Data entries
++++++++++

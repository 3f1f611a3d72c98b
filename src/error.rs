//! Error types for the service registry.

use std::error::Error as StdError;
use std::fmt;

/// Boxed error used for failures raised by user code (factory methods,
/// constructors, configure methods and `stop()` hooks).
pub type BoxError = Box<dyn StdError + Send + Sync + 'static>;

/// Service registry errors.
///
/// Every variant carries a human readable message naming the offending
/// type(s), method or constructor. Variants with a `source` wrap the failure
/// that caused them, so the whole chain can be walked with [`RegistryError::causes`].
///
/// # Examples
///
/// ```rust
/// use service_registry::{DefaultServiceRegistry, RegistryError, ServiceRegistryExt};
///
/// struct Missing;
/// service_registry::concrete_service!(Missing);
///
/// let registry = DefaultServiceRegistry::named("root");
/// match registry.get::<Missing>() {
///     Err(RegistryError::UnknownService { message, .. }) => {
///         assert_eq!(message, "No service of type Missing available in root.");
///     }
///     _ => unreachable!(),
/// }
/// ```
#[derive(Debug, thiserror::Error)]
pub enum RegistryError {
    /// Structural misuse of the registration conventions, including cycles.
    #[error("{message}")]
    Validation {
        message: String,
        #[source]
        source: Option<BoxError>,
    },
    /// Failure while materializing a service instance.
    #[error("{message}")]
    Creation {
        message: String,
        #[source]
        source: Option<BoxError>,
    },
    /// Ambiguous lookup, or a failure while applying a configure method.
    #[error("{message}")]
    Lookup {
        message: String,
        #[source]
        source: Option<BoxError>,
    },
    /// The requested service type is not available.
    #[error("{message}")]
    UnknownService { service_type: String, message: String },
    /// Mutability or lifecycle violation.
    #[error("{0}")]
    IllegalState(String),
    /// Invalid argument passed to a registration method.
    #[error("{0}")]
    IllegalArgument(String),
    /// One or more `stop()` hooks failed during shutdown.
    #[error("{}", format_stop_failures(.failures))]
    Stop { failures: Vec<BoxError> },
}

fn format_stop_failures(failures: &[BoxError]) -> String {
    match failures {
        [single] => single.to_string(),
        many => {
            let mut message = format!("{} failures occurred while stopping services:", many.len());
            for failure in many {
                message.push_str("\n   - ");
                message.push_str(&failure.to_string());
            }
            message
        }
    }
}

impl RegistryError {
    pub(crate) fn validation(message: impl Into<String>) -> Self {
        RegistryError::Validation { message: message.into(), source: None }
    }

    pub(crate) fn creation(message: impl Into<String>) -> Self {
        RegistryError::Creation { message: message.into(), source: None }
    }

    pub(crate) fn creation_caused_by(message: impl Into<String>, source: impl Into<BoxError>) -> Self {
        RegistryError::Creation { message: message.into(), source: Some(source.into()) }
    }

    pub(crate) fn lookup(message: impl Into<String>) -> Self {
        RegistryError::Lookup { message: message.into(), source: None }
    }

    pub(crate) fn lookup_caused_by(message: impl Into<String>, source: impl Into<BoxError>) -> Self {
        RegistryError::Lookup { message: message.into(), source: Some(source.into()) }
    }

    pub(crate) fn unknown(service_type: impl Into<String>, message: impl Into<String>) -> Self {
        RegistryError::UnknownService { service_type: service_type.into(), message: message.into() }
    }

    /// Returns true for the lookup family of errors: validation, creation,
    /// lookup and unknown-service failures. Parameter binding wraps these and
    /// lets every other kind propagate unchanged.
    pub fn is_lookup_failure(&self) -> bool {
        matches!(
            self,
            RegistryError::Validation { .. }
                | RegistryError::Creation { .. }
                | RegistryError::Lookup { .. }
                | RegistryError::UnknownService { .. }
        )
    }

    /// Iterates over this error followed by every error in its source chain.
    pub fn causes(&self) -> Causes<'_> {
        Causes { next: Some(self) }
    }

    /// Returns the innermost error of the source chain.
    pub fn root_cause(&self) -> &(dyn StdError + 'static) {
        let this: &(dyn StdError + 'static) = self;
        self.causes().last().unwrap_or(this)
    }
}

/// Iterator over an error and its sources, see [`RegistryError::causes`].
pub struct Causes<'a> {
    next: Option<&'a (dyn StdError + 'static)>,
}

impl<'a> Iterator for Causes<'a> {
    type Item = &'a (dyn StdError + 'static);

    fn next(&mut self) -> Option<Self::Item> {
        let current = self.next.take()?;
        self.next = current.source();
        Some(current)
    }
}

impl fmt::Debug for Causes<'_> {
    fn fmt(&self, f: &mut fmt::Formatter<'_>) -> fmt::Result {
        f.debug_struct("Causes").finish_non_exhaustive()
    }
}

/// Result type for registry operations.
pub type RegistryResult<T> = Result<T, RegistryError>;
//! Realized service values.

use std::fmt;
use std::sync::Arc;

use crate::class::{AnyArc, ClassDetails};
use crate::key::ClassKey;

/// An erased `Arc<K>` together with the address identifying the value.
///
/// Opaque outside the crate; produced by provider methods and constructors.
#[derive(Clone)]
pub struct RawValue {
    value: AnyArc,
    addr: usize,
}

impl RawValue {
    pub(crate) fn new<K: ?Sized + Send + Sync + 'static>(value: Arc<K>) -> Self {
        let addr = Arc::as_ptr(&value) as *const () as usize;
        RawValue { value: Arc::new(value), addr }
    }

    pub(crate) fn value(&self) -> &AnyArc {
        &self.value
    }
}

/// A realized service: the value plus the class it was produced as.
///
/// Two instances are the same service value iff [`same_as`](Self::same_as)
/// holds, which compares the address of the underlying allocation. Viewing an
/// instance as one of its supertypes does not change that address.
#[derive(Clone)]
pub struct Instance {
    details: Arc<ClassDetails>,
    raw: RawValue,
}

impl Instance {
    pub(crate) fn new(details: Arc<ClassDetails>, raw: RawValue) -> Self {
        Instance { details, raw }
    }

    /// The class the instance was produced as.
    pub fn class(&self) -> ClassKey {
        self.details.key()
    }

    /// The details of [`class`](Self::class).
    pub fn details(&self) -> &Arc<ClassDetails> {
        &self.details
    }

    /// Address of the underlying allocation.
    pub fn addr(&self) -> usize {
        self.raw.addr
    }

    /// Whether both instances refer to the same value.
    pub fn same_as(&self, other: &Instance) -> bool {
        self.raw.addr == other.raw.addr
    }

    /// Views the instance as `T`, if its class is `T` or declares a castable
    /// supertype `T`.
    pub fn cast<T: ?Sized + Send + Sync + 'static>(&self) -> Option<Arc<T>> {
        if let Some(value) = self.raw.value.downcast_ref::<Arc<T>>() {
            return Some(Arc::clone(value));
        }
        let cast = self.details.caster(std::any::TypeId::of::<T>())?;
        cast(&self.raw.value)?.downcast_ref::<Arc<T>>().cloned()
    }

    /// Views the instance as the erased `Arc` of `target`.
    pub(crate) fn cast_erased(&self, target: ClassKey) -> Option<AnyArc> {
        if target == self.class() {
            return Some(Arc::clone(self.raw.value()));
        }
        self.details.caster(target.id()).and_then(|cast| cast(&self.raw.value))
    }
}

impl fmt::Debug for Instance {
    fn fmt(&self, f: &mut fmt::Formatter<'_>) -> fmt::Result {
        f.debug_struct("Instance")
            .field("class", &self.class())
            .field("addr", &format_args!("{:#x}", self.raw.addr))
            .finish()
    }
}

/// The value of a `List<T>` lookup: every matching instance, without
/// duplicates.
#[derive(Clone, Debug, Default)]
pub struct InstanceList {
    instances: Vec<Instance>,
}

impl InstanceList {
    pub(crate) fn new(instances: Vec<Instance>) -> Self {
        InstanceList { instances }
    }

    pub fn len(&self) -> usize {
        self.instances.len()
    }

    pub fn is_empty(&self) -> bool {
        self.instances.is_empty()
    }

    pub fn iter(&self) -> std::slice::Iter<'_, Instance> {
        self.instances.iter()
    }

    /// Views every instance as `T`, skipping those that cannot be viewed so.
    pub fn cast_all<T: ?Sized + Send + Sync + 'static>(&self) -> Vec<Arc<T>> {
        self.instances.iter().filter_map(Instance::cast::<T>).collect()
    }
}

impl<'a> IntoIterator for &'a InstanceList {
    type Item = &'a Instance;
    type IntoIter = std::slice::Iter<'a, Instance>;

    fn into_iter(self) -> Self::IntoIter {
        self.instances.iter()
    }
}

crate::concrete_service!(InstanceList);

#[cfg(test)]
mod tests {
    use super::*;
    use crate::class::ClassInspector;

    struct Counter(u32);
    crate::concrete_service!(Counter);

    #[test]
    fn identity_follows_the_allocation() {
        let inspector = ClassInspector::new();
        let details = inspector.details(ClassKey::of::<Counter>());
        let value = Arc::new(Counter(1));
        let a = Instance::new(Arc::clone(&details), RawValue::new(Arc::clone(&value)));
        let b = Instance::new(Arc::clone(&details), RawValue::new(value));
        let c = Instance::new(details, RawValue::new(Arc::new(Counter(1))));
        assert!(a.same_as(&b));
        assert!(!a.same_as(&c));
        assert_eq!(a.cast::<Counter>().map(|c| c.0), Some(1));
        assert!(a.cast::<InstanceList>().is_none());
    }
}
//! The service provider tree.
//!
//! Every registry answers lookups through a tree of [`ServiceProvider`]s:
//! its own services (a [`SingletonService`] per registration, indexed by class),
//! a read-only wrapper over each parent, and composites tying them together.
//! A lookup returns a [`Service`], which is realized into an [`Instance`] with
//! [`Service::get`].

mod collection;
mod composite;
mod own;
mod singleton;

use std::sync::Arc;

use ahash::AHashSet;

use crate::access::ServiceAccessToken;
use crate::class::{ClassInspector, ClassKind};
use crate::error::{RegistryError, RegistryResult};
use crate::instance::Instance;
use crate::key::{ClassKey, TypeSpec};

pub(crate) use collection::CollectionService;
pub(crate) use composite::{CompositeServiceProvider, ParentServices};
pub(crate) use own::OwnServices;
pub(crate) use singleton::SingletonService;

/// A service located by a lookup, ready to be realized.
pub(crate) trait Service: Send + Sync {
    /// The service instance, created on first call.
    fn get(&self) -> RegistryResult<Instance>;

    fn display_name(&self) -> String;

    /// Records that `dependent` was bound to this service, so it is stopped
    /// before this service is.
    fn required_by(&self, dependent: &Arc<SingletonService>);
}

/// A node of the provider tree.
pub(crate) trait ServiceProvider: Send + Sync {
    /// A service whose declared types satisfy `spec`, visible to `token`.
    fn get_service(&self, spec: &TypeSpec, token: Option<&ServiceAccessToken>) -> RegistryResult<Option<Arc<dyn Service>>>;

    /// A service that is a factory for `element` or one of its subtypes.
    fn get_factory(&self, element: ClassKey, token: Option<&ServiceAccessToken>) -> RegistryResult<Option<Arc<dyn Service>>>;

    /// Visits every service assignable to `class`.
    fn get_all(&self, class: ClassKey, token: Option<&ServiceAccessToken>, visitor: &mut ServiceVisitor) -> RegistryResult<()>;

    /// Stops every realized instance below this node.
    fn stop(&self) -> RegistryResult<()>;
}

/// Identity of a service: the address of its allocation.
pub(crate) fn service_id(service: &Arc<dyn Service>) -> usize {
    Arc::as_ptr(service) as *const () as usize
}

/// Identity of a provider node.
pub(crate) fn provider_id(provider: &Arc<dyn ServiceProvider>) -> usize {
    Arc::as_ptr(provider) as *const () as usize
}

/// Collects the services of a collect-all lookup, each at most once.
///
/// A decorating service asks the visitor to exclude the service it decorates,
/// so the original found later in a parent is not reported next to its
/// decorator.
#[derive(Default)]
pub(crate) struct ServiceVisitor {
    services: Vec<Arc<dyn Service>>,
    seen: AHashSet<usize>,
    excluded: AHashSet<usize>,
}

impl ServiceVisitor {
    pub(crate) fn new() -> Self {
        Self::default()
    }

    pub(crate) fn visit(&mut self, service: Arc<dyn Service>) {
        let id = service_id(&service);
        if self.excluded.contains(&id) {
            return;
        }
        if self.seen.insert(id) {
            self.services.push(service);
        }
    }

    pub(crate) fn exclude(&mut self, id: usize) {
        self.excluded.insert(id);
    }

    pub(crate) fn into_services(self) -> Vec<Arc<dyn Service>> {
        self.services
    }
}

/// Rejects classes that can never be looked up.
pub(crate) fn assert_valid_service_type(inspector: &ClassInspector, class: ClassKey) -> RegistryResult<()> {
    match inspector.details(class).kind() {
        ClassKind::Array => Err(RegistryError::validation("Locating services with array type is not supported.")),
        ClassKind::Annotation => Err(RegistryError::validation(
            "Locating services with annotation type is not supported.",
        )),
        ClassKind::Object => Err(RegistryError::validation("Locating services with type Object is not supported.")),
        ClassKind::Concrete | ClassKind::Interface => Ok(()),
    }
}

fn unsupported(spec: &TypeSpec) -> RegistryError {
    RegistryError::validation(format!("Locating services with type {} is not supported.", spec))
}

/// Resolves `spec` against `provider`.
///
/// `Factory<T>` lookups find a factory service, `List<T>` lookups collect every
/// matching service, and plain classes go to a single-service lookup.
pub(crate) fn find(
    spec: &TypeSpec,
    token: Option<&ServiceAccessToken>,
    provider: &dyn ServiceProvider,
    inspector: &Arc<ClassInspector>,
) -> RegistryResult<Option<Arc<dyn Service>>> {
    tracing::trace!(service_type = %spec, "locating service");
    match spec {
        TypeSpec::Factory(element) => find_factory(element, token, provider),
        TypeSpec::List(element) => find_collection(element, token, provider, inspector).map(Some),
        TypeSpec::Raw(class) => {
            assert_valid_service_type(inspector, *class)?;
            provider.get_service(spec, token)
        }
        TypeSpec::Wildcard { .. } => Err(unsupported(spec)),
    }
}

fn find_factory(
    element: &TypeSpec,
    token: Option<&ServiceAccessToken>,
    provider: &dyn ServiceProvider,
) -> RegistryResult<Option<Arc<dyn Service>>> {
    match element {
        TypeSpec::Raw(class) => provider.get_factory(*class, token),
        TypeSpec::Wildcard { upper: None, lower: Some(lower) } => match lower.as_ref() {
            TypeSpec::Raw(class) => provider.get_factory(*class, token),
            _ => Err(unsupported(element)),
        },
        TypeSpec::Wildcard { upper, lower: None } => match upper.as_deref() {
            None => provider.get_factory(ClassKey::of::<crate::class::markers::Object>(), token),
            Some(TypeSpec::Raw(class)) => provider.get_factory(*class, token),
            Some(_) => Err(unsupported(element)),
        },
        _ => Err(unsupported(element)),
    }
}

fn find_collection(
    element: &TypeSpec,
    token: Option<&ServiceAccessToken>,
    provider: &dyn ServiceProvider,
    inspector: &Arc<ClassInspector>,
) -> RegistryResult<Arc<dyn Service>> {
    let class = match element {
        TypeSpec::Raw(class) => *class,
        TypeSpec::Wildcard { upper, lower: None } => match upper.as_deref() {
            None => ClassKey::of::<crate::class::markers::Object>(),
            Some(TypeSpec::Raw(class)) => *class,
            Some(_) => return Err(unsupported(element)),
        },
        _ => return Err(unsupported(element)),
    };
    assert_valid_service_type(inspector, class)?;

    let mut visitor = ServiceVisitor::new();
    provider.get_all(class, token, &mut visitor)?;
    let providers = visitor.into_services();
    let instances = providers.iter().map(|service| service.get()).collect::<RegistryResult<Vec<_>>>()?;
    Ok(Arc::new(CollectionService::new(class, instances, providers, inspector)))
}

/// Whether a service declared as `actual` can answer a lookup for `expected`.
pub(crate) fn is_satisfied_by(expected: &TypeSpec, actual: &TypeSpec, inspector: &ClassInspector) -> bool {
    if expected == actual {
        return true;
    }
    match (expected, actual) {
        (TypeSpec::Raw(expected), TypeSpec::Raw(actual)) => inspector.is_assignable(*expected, *actual),
        (TypeSpec::Raw(expected), TypeSpec::List(_) | TypeSpec::Factory(_)) => {
            inspector.is_assignable(*expected, actual.erased())
        }
        (TypeSpec::List(expected), TypeSpec::List(actual)) => is_satisfied_by(expected, actual, inspector),
        (TypeSpec::Factory(expected), TypeSpec::Factory(actual)) => is_satisfied_by(expected, actual, inspector),
        _ => false,
    }
}

#[cfg(test)]
mod tests {
    use super::*;
    use crate::class::markers;

    trait Shape: Send + Sync {}
    crate::interface_service!(dyn Shape);

    struct Square;
    impl Shape for Square {}
    crate::concrete_service!(Square: dyn Shape);

    struct Tag;
    crate::annotation_type!(Tag);

    #[test]
    fn raw_types_match_by_assignability() {
        let inspector = ClassInspector::new();
        let shape = TypeSpec::of::<dyn Shape>();
        let square = TypeSpec::of::<Square>();
        assert!(is_satisfied_by(&shape, &square, &inspector));
        assert!(!is_satisfied_by(&square, &shape, &inspector));
        assert!(is_satisfied_by(&square, &square, &inspector));
    }

    #[test]
    fn parameterized_types_match_structurally() {
        let inspector = ClassInspector::new();
        let list_of_shapes = TypeSpec::list_of(TypeSpec::of::<dyn Shape>());
        let list_of_squares = TypeSpec::list_of(TypeSpec::of::<Square>());
        assert!(is_satisfied_by(&list_of_shapes, &list_of_squares, &inspector));
        assert!(!is_satisfied_by(&list_of_squares, &list_of_shapes, &inspector));
        assert!(!is_satisfied_by(&list_of_shapes, &TypeSpec::factory_of(TypeSpec::of::<Square>()), &inspector));
        assert!(is_satisfied_by(&TypeSpec::of::<markers::List>(), &list_of_squares, &inspector));

        let wildcard = TypeSpec::list_of(TypeSpec::extends(TypeSpec::of::<dyn Shape>()));
        assert!(!is_satisfied_by(&wildcard, &list_of_squares, &inspector));
        assert!(is_satisfied_by(&wildcard, &wildcard.clone(), &inspector));
    }

    #[test]
    fn invalid_lookup_types_are_rejected() {
        let inspector = ClassInspector::new();
        let message = |class| assert_valid_service_type(&inspector, class).map_err(|e| e.to_string()).err();
        assert_eq!(message(ClassKey::of::<[Square]>()), Some("Locating services with array type is not supported.".into()));
        assert_eq!(message(ClassKey::of::<Tag>()), Some("Locating services with annotation type is not supported.".into()));
        assert_eq!(message(ClassKey::of::<markers::Object>()), Some("Locating services with type Object is not supported.".into()));
        assert_eq!(message(ClassKey::of::<Square>()), None);
    }
}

++++++++++

TASK TO COMPLETE |
State the number of lines in the records above that contain the string "chain", and give nothing else.

OUTPUT OF THE TASK |
3